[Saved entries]
use http::StatusCode;
use thiserror::Error;

/// Message used by the error translator when a failure carries no message.
pub const FALLBACK_ERROR_MESSAGE: &str = "Internal Server Error";

/// A failure raised by a pipeline stage or route handler.
///
/// Constructed at the point of failure and handed unchanged to the error
/// translator. The status code records what the failing stage believed the
/// problem to be; the translator always answers 500 regardless.
#[derive(Debug, Clone, Error)]
#[error("{message}")]
pub struct ApiError {
    message: String,
    status_code: StatusCode,
}

impl ApiError {
    /// Create an error with the default 500 status code.
    pub fn new(message: impl Into<String>) -> Self {
        Self::with_status(message, StatusCode::INTERNAL_SERVER_ERROR)
    }

    /// Create an error with an explicit status code.
    pub fn with_status(message: impl Into<String>, status_code: StatusCode) -> Self {
        Self {
            message: message.into(),
            status_code,
        }
    }

    /// The raw failure message (may be empty).
    pub fn message(&self) -> &str {
        &self.message
    }

    /// The status code recorded where the failure was raised.
    pub fn status_code(&self) -> StatusCode {
        self.status_code
    }

    /// The message to show to clients, falling back when empty.
    pub fn public_message(&self) -> &str {
        if self.message.is_empty() {
            FALLBACK_ERROR_MESSAGE
        } else {
            &self.message
        }
    }
}

impl From<serde_json::Error> for ApiError {
    fn from(err: serde_json::Error) -> Self {
        ApiError::with_status(err.to_string(), StatusCode::BAD_REQUEST)
    }
}

/// Errors raised when building a user directory from records.
#[derive(Debug, Clone, PartialEq, Eq, Error)]
pub enum DirectoryError {
    /// The directory must hold at least one record
    #[error("User directory must contain at least one record")]
    Empty,

    /// Two records share the same id
    #[error("Duplicate user id: {0}")]
    DuplicateId(u32),

    /// Ids start at 1
    #[error("Invalid user id: {0} (ids must be greater than 0)")]
    InvalidId(u32),
}

/// Errors raised by an identity provider while authenticating a login.
#[derive(Debug, Clone, Error)]
pub enum IdentityError {
    /// The callback arrived without an authorization code
    #[error("Missing authorization code")]
    MissingCode,

    /// The provider refused the authorization code
    #[error("Authorization code rejected: {0}")]
    Rejected(String),

    /// The provider could not be reached or answered unexpectedly
    #[error("Identity provider error: {0}")]
    Provider(String),
}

**Your task**.
Reply with one number: the count of lines in the entries that include the word "Create".

**Solved problem**.
2